MADRID, Jan. 24 (Royals Blue) –
The authorities established by the Taliban in Afghanistan have announced this Monday that in March they will reopen all the schools in the country, both for boys and girls, after assuring on several occasions that the restart of classes would take place once segregation by sex was guaranteed. .
The spokesman for the Afghan Ministry of Education, Aziz Ahmad Reyan, stated that “whether or not the international community and the United States pay teachers’ salaries, the government will open schools in the spring, a decision that is not linked to requests for United States and the international community.
In this sense, he stressed that “the Islamic Emirate of Afghanistan has no problem with the education of girls and that is why we have paid the teachers’ salaries,” according to the Afghan news agency Jaama Press.
Thus, it has influenced that the authorities are working to train teachers and has added that they want to increase the number of hired so that there are only women teaching girls.
For his part, the spokesman for the Ministry of Higher Education, Ahmad Taqui, stated that the portfolio “is making efforts to reopen universities very soon,” said the , as reported by the Afghan television network Tolo TV.
Public universities have been closed since the Taliban took power in August 2021, something that the minister has blamed on the economic crisis and the lack of segregated classes to guarantee the separation of students.

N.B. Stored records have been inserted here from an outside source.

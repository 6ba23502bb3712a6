//! Injected run configuration.

use std::path::{Path, PathBuf};
use std::time::Duration;

use crate::client::{ClientOptions, DISCOVERY_ROOT};
use crate::error::{AuthReason, ReportError, Result};
use crate::locator::{PartialRef, Selection};
use crate::retry::Retry;

/// Everything a run needs to know about its environment.
#[derive(Debug, Clone)]
pub struct Config {
    pub account_id: Option<String>,
    pub web_property_id: Option<String>,
    pub profile_id: Option<String>,
    pub key_file_path: Option<PathBuf>,
    pub service_account_identity: Option<String>,
    pub access_token: Option<String>,
    pub selection: Selection,
    pub discovery_root: String,
    pub timeout: Duration,
    pub retries: u32,
}

impl Default for Config {
    fn default() -> Self {
        Self {
            account_id: None,
            web_property_id: None,
            profile_id: None,
            key_file_path: None,
            service_account_identity: None,
            access_token: None,
            selection: Selection::default(),
            discovery_root: DISCOVERY_ROOT.to_string(),
            timeout: Duration::from_secs(30),
            retries: Retry::default().retries,
        }
    }
}

impl Config {
    /// The explicitly configured part of the target view.
    pub fn partial_ref(&self) -> PartialRef {
        PartialRef {
            account_id: self.account_id.clone(),
            web_property_id: self.web_property_id.clone(),
            profile_id: self.profile_id.clone(),
        }
    }

    pub fn client_options(&self) -> ClientOptions {
        ClientOptions {
            discovery_root: self.discovery_root.clone(),
            timeout: self.timeout,
            retry: Retry {
                retries: self.retries,
                ..Default::default()
            },
        }
    }

    /// Service account key file, required when no access token is configured.
    pub fn key_file(&self) -> Result<&Path> {
        self.key_file_path.as_deref().ok_or_else(|| ReportError::Auth {
            reason: AuthReason::MissingKey,
            detail: "no key file configured (--key-file or GOOGLE_APPLICATION_CREDENTIALS)"
                .to_string(),
        })
    }
}

#[cfg(test)]
mod tests {
    use super::*;

    #[test]
    fn test_partial_ref_mirrors_options() {
        let config = Config {
            account_id: Some("296593".to_string()),
            profile_id: Some("107283129".to_string()),
            ..Default::default()
        };

        let partial = config.partial_ref();
        assert_eq!(partial.account_id.as_deref(), Some("296593"));
        assert_eq!(partial.web_property_id, None);
        assert_eq!(partial.profile_id.as_deref(), Some("107283129"));
    }

    #[test]
    fn test_client_options() {
        let config = Config {
            retries: 0,
            timeout: Duration::from_secs(5),
            ..Default::default()
        };

        let options = config.client_options();
        assert_eq!(options.retry.retries, 0);
        assert_eq!(options.timeout, Duration::from_secs(5));
        assert_eq!(options.discovery_root, DISCOVERY_ROOT);
    }

    #[test]
    fn test_missing_key_file() {
        let err = Config::default().key_file().unwrap_err();
        assert!(matches!(
            err,
            ReportError::Auth {
                reason: AuthReason::MissingKey,
                ..
            }
        ));
    }
}
//! Retry policy for idempotent requests.
//!
//! Delays come from `backoff::ExponentialBackoff`; the number of retries is bounded here
//! rather than by elapsed time.

use std::iter;
use std::time::Duration;

use backoff::backoff::Backoff;
use backoff::ExponentialBackoff;

/// Configuration for automatic retrying of transient failures.
#[derive(Debug, Clone)]
pub struct Retry {
    /// Number of retries (not counting the first try). Zero disables retrying. (default 3)
    pub retries: u32,

    /// Maximum interval between retries. (default 10s)
    pub max_delay: Duration,

    /// Delay before the first retry; doubled on every following one. (default 250ms)
    pub delay_factor: Duration,

    /// delay = delay * random([1 - randomization_factor; 1 + randomization_factor]) (default 0.25)
    pub randomization_factor: f64,
}

impl Default for Retry {
    fn default() -> Self {
        Self {
            retries: 3,
            max_delay: Duration::from_secs(10),
            delay_factor: Duration::from_millis(250),
            randomization_factor: 0.25,
        }
    }
}

impl Retry {
    /// A policy that never retries.
    pub fn none() -> Self {
        Self {
            retries: 0,
            ..Default::default()
        }
    }

    /// The waits between attempts of one request, one per allowed retry.
    pub fn delays(&self) -> impl Iterator<Item = Duration> {
        let mut exponential = ExponentialBackoff {
            initial_interval: self.delay_factor,
            max_interval: self.max_delay,
            randomization_factor: self.randomization_factor,
            multiplier: 2.0,
            max_elapsed_time: None,
            ..Default::default()
        };
        // picks up initial_interval
        exponential.reset();

        iter::from_fn(move || exponential.next_backoff()).take(self.retries as usize)
    }
}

The Taliban authorities have faced criticism for the closure of educational centers and the exclusion of female students from them, amid a battery of discriminatory measures against women that distance them from their jobs and govern aspects of their daily lives. .
However, Taliban spokesman and Deputy Minister of Information and Culture Zabihullah Mujahid said in late November that girls will be able to resume their education from 2022 and stressed that “schools will reopen” in Afghanistan.
The Taliban have installed a government marked by the lack of women and representatives of other political groups. Despite this, the deputy prime minister of Afghanistan, Abdulsalam Hanafi, stressed in October that this Executive “is inclusive” and added that the fundamentalist group has tried to incorporate all ethnic groups and social sectors into the new authorities.